### TASK TO COMPLETE
Below are the entries; determine how many of their lines contain the string "domain" and give that figure alone.

*** DATA SUPPLIED Section Begins ***

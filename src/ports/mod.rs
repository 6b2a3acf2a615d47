//! Ports: the interfaces this crate's domain logic depends on, with
//! concrete implementations living in `adapters`. Each port isolates one
//! external collaborator (X.509 crypto, durable persistence, CA key
//! material resolution, the upstream cloud registry, the shadow
//! transport) so the domain modules (`ca`, `rotation`, `shadow`,
//! `identity`, `session`) can be exercised against in-memory fixtures.

pub mod iot_auth;
pub mod key_provider;
pub mod runtime_store;
pub mod shadow_client;
pub mod x509;

pub use iot_auth::IotAuthClient;
pub use key_provider::KeyProvider;
pub use runtime_store::RuntimeStore;
pub use shadow_client::ShadowClient;
pub use x509::X509Port;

*** DATA SUPPLIED Section Ends ***

### COMPLETED EXERCISE
2